- _TASK BRIEF_: The span to repeat in the listing below runs from the line containing "Labels that both" to the line containing "stable either way.", inclusive. Repeat it exactly, and only it.

- _DATA UNDER STUDY_:
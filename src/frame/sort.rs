//! Stable row reordering by column values or by row labels.

use std::cmp::Ordering;

use log::debug;

use super::core::Frame;
use crate::error::Result;
use crate::value::Value;

impl Frame {
    /// New frame with rows reordered by the given columns, stably. A
    /// leading `-` on a column name sorts that key descending; ties
    /// fall through to the next key and finally keep source order.
    /// Nulls order before every non-null value.
    pub fn sort_by(&self, columns: &[&str]) -> Result<Frame> {
        let mut keys: Vec<(usize, bool)> = Vec::with_capacity(columns.len());
        for &name in columns {
            let (name, descending) = match name.strip_prefix('-') {
                Some(rest) => (rest, true),
                None => (name, false),
            };
            keys.push((self.cols.position(name)?, descending));
        }
        let cells: Vec<Vec<Value>> = keys
            .iter()
            .map(|&(c, _)| {
                (0..self.length())
                    .map(|r| self.columns[c].get(r))
                    .collect::<Result<Vec<_>>>()
            })
            .collect::<Result<Vec<_>>>()?;
        let mut order: Vec<usize> = (0..self.length()).collect();
        order.sort_by(|&a, &b| {
            for (k, &(_, descending)) in keys.iter().enumerate() {
                let ord = cells[k][a].compare(&cells[k][b]);
                let ord = if descending { ord.reverse() } else { ord };
                if ord != Ordering::Equal {
                    return ord;
                }
            }
            Ordering::Equal
        });
        debug!("sorted {} rows by {:?}", self.length(), columns);
        self.select_positions(&order)
    }

    /// New frame with rows reordered by row label. Labels that both
    /// parse as integers compare numerically, everything else
    /// lexicographically. A negative `direction` reverses the order;
    /// the sort is stable either way.
    pub fn sort_index(&self, direction: i32) -> Result<Frame> {
        let labels = self.rows.labels();
        let mut order: Vec<usize> = (0..self.length()).collect();
        order.sort_by(|&a, &b| {
            let ord = compare_labels(&labels[a], &labels[b]);
            if direction < 0 {
                ord.reverse()
            } else {
                ord
            }
        });
        self.select_positions(&order)
    }
}

fn compare_labels(a: &str, b: &str) -> Ordering {
    match (a.parse::<i64>(), b.parse::<i64>()) {
        (Ok(x), Ok(y)) => x.cmp(&y),
        _ => a.cmp(b),
    }
}
//! Whole-frame transformations: slice, transpose, positional
//! concatenation, cell-wise map, row expansion, overlay and fill.

use log::debug;

use super::core::Frame;
use crate::column::Column;
use crate::error::{Error, Result};
use crate::index::Index;
use crate::value::Value;

impl Frame {
    /// New frame over the half-open sub-range `[row_start, row_end) x
    /// [col_start, col_end)`, original labels preserved.
    pub fn slice(
        &self,
        row_start: usize,
        row_end: usize,
        col_start: usize,
        col_end: usize,
    ) -> Result<Frame> {
        if row_start > row_end || row_end > self.length() {
            return Err(Error::IndexOutOfBounds {
                index: row_end,
                size: self.length(),
            });
        }
        if col_start > col_end || col_end > self.size() {
            return Err(Error::IndexOutOfBounds {
                index: col_end,
                size: self.size(),
            });
        }
        let rows = Index::from_labels(self.rows.labels()[row_start..row_end].to_vec())?;
        let cols = Index::from_labels(self.cols.labels()[col_start..col_end].to_vec())?;
        let columns = self.columns[col_start..col_end]
            .iter()
            .map(|c| c.slice(row_start, row_end))
            .collect::<Result<Vec<_>>>()?;
        Ok(Frame { rows, cols, columns })
    }

    /// Exchange the row and column axes: former column labels become
    /// row labels and vice versa. The result is heterogeneous, since a
    /// transposed row mixes the source columns' types.
    pub fn transpose(&self) -> Result<Frame> {
        let rows = Index::from_labels(self.cols.labels().to_vec())?;
        let cols = Index::from_labels(self.rows.labels().to_vec())?;
        let mut columns = Vec::with_capacity(self.length());
        for r in 0..self.length() {
            columns.push(Column::from_values(self.row(r)?));
        }
        Ok(Frame { rows, cols, columns })
    }

    /// Combine two frames positionally. Axis 0 stacks `other`'s rows
    /// below the receiver's, aligning columns by position and bounding
    /// the width by the narrower operand; axis 1 places `other`'s
    /// columns to the right, truncating to the shorter row count.
    /// Labels from both operands are carried over; a colliding label
    /// from `other` is replaced by a synthesized one.
    pub fn concatenate(&self, other: &Frame, axis: usize) -> Result<Frame> {
        match axis {
            0 => self.concat_rows(other),
            1 => self.concat_cols(other),
            _ => Err(Error::InvalidInput(format!("invalid axis: {}", axis))),
        }
    }

    fn concat_rows(&self, other: &Frame) -> Result<Frame> {
        let width = self.size().min(other.size());
        let cols = Index::from_labels(self.cols.labels()[..width].to_vec())?;
        let mut rows = Index::from_labels(self.rows.labels().to_vec())?;
        let mut columns: Vec<Column> = self.columns[..width].to_vec();
        for r in 0..other.length() {
            let label = other.rows.label(r)?;
            if rows.contains(label) {
                rows.add_synthesized();
            } else {
                rows.add(label.to_string())?;
            }
            for (c, column) in columns.iter_mut().enumerate() {
                column.push(other.columns[c].get(r)?);
            }
        }
        debug!(
            "concatenated along rows: {} x {}",
            rows.len(),
            cols.len()
        );
        Ok(Frame { rows, cols, columns })
    }

    fn concat_cols(&self, other: &Frame) -> Result<Frame> {
        let height = self.length().min(other.length());
        let rows = Index::from_labels(self.rows.labels()[..height].to_vec())?;
        let mut cols = Index::from_labels(self.cols.labels().to_vec())?;
        let mut columns = self
            .columns
            .iter()
            .map(|c| c.slice(0, height))
            .collect::<Result<Vec<_>>>()?;
        for c in 0..other.size() {
            let label = other.cols.label(c)?;
            if cols.contains(label) {
                cols.add_synthesized();
            } else {
                cols.add(label.to_string())?;
            }
            columns.push(other.columns[c].slice(0, height)?);
        }
        debug!(
            "concatenated along columns: {} x {}",
            rows.len(),
            cols.len()
        );
        Ok(Frame { rows, cols, columns })
    }

    /// Map a unary function over every cell, producing a frame of
    /// identical shape and labels.
    pub fn apply<F>(&self, f: F) -> Result<Frame>
    where
        F: Fn(&Value) -> Value,
    {
        let columns = self
            .columns
            .iter()
            .map(|c| Column::from_values(c.iter().map(|v| f(&v)).collect()))
            .collect();
        Ok(Frame {
            rows: self.rows.clone(),
            cols: self.cols.clone(),
            columns,
        })
    }

    /// Map each row to zero, one, or many output rows. Old row
    /// identities have no 1:1 correspondence afterwards, so the result
    /// carries freshly synthesized row labels. Every produced row must
    /// match the column count.
    pub fn transform<F>(&self, f: F) -> Result<Frame>
    where
        F: Fn(&[Value]) -> Vec<Vec<Value>>,
    {
        let width = self.size();
        let mut out = Frame::with_columns(self.cols.labels().to_vec())?;
        for r in 0..self.length() {
            let produced = f(&self.row(r)?);
            for row in produced {
                if row.len() != width {
                    return Err(Error::InconsistentRowCount {
                        expected: width,
                        found: row.len(),
                    });
                }
                out.append(None, row)?;
            }
        }
        Ok(out)
    }

    /// Overlay later frames' non-null cells onto the receiver
    /// positionally, in argument order. A null overlay cell leaves the
    /// receiver's value unchanged.
    pub fn update(&mut self, others: &[&Frame]) -> Result<()> {
        for other in others {
            let height = self.length().min(other.length());
            let width = self.size().min(other.size());
            for c in 0..width {
                for r in 0..height {
                    let value = other.columns[c].get(r)?;
                    if !value.is_null() {
                        self.columns[c].set(r, value)?;
                    }
                }
            }
        }
        Ok(())
    }

    /// Fill the receiver's null cells from the first non-null value at
    /// the same position across `others`, in argument order. Non-null
    /// receiver cells are untouched.
    pub fn coalesce(&mut self, others: &[&Frame]) -> Result<()> {
        for c in 0..self.size() {
            for r in 0..self.length() {
                if !self.columns[c].get(r)?.is_null() {
                    continue;
                }
                for other in others {
                    if r >= other.length() || c >= other.size() {
                        continue;
                    }
                    let value = other.columns[c].get(r)?;
                    if !value.is_null() {
                        self.columns[c].set(r, value)?;
                        break;
                    }
                }
            }
        }
        Ok(())
    }
}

- _SOLUTION TO THIS EXERCISE_:
    /// New frame with rows reordered by row label. Labels that both
    /// parse as integers compare numerically, everything else
    /// lexicographically. A negative `direction` reverses the order;
    /// the sort is stable either way.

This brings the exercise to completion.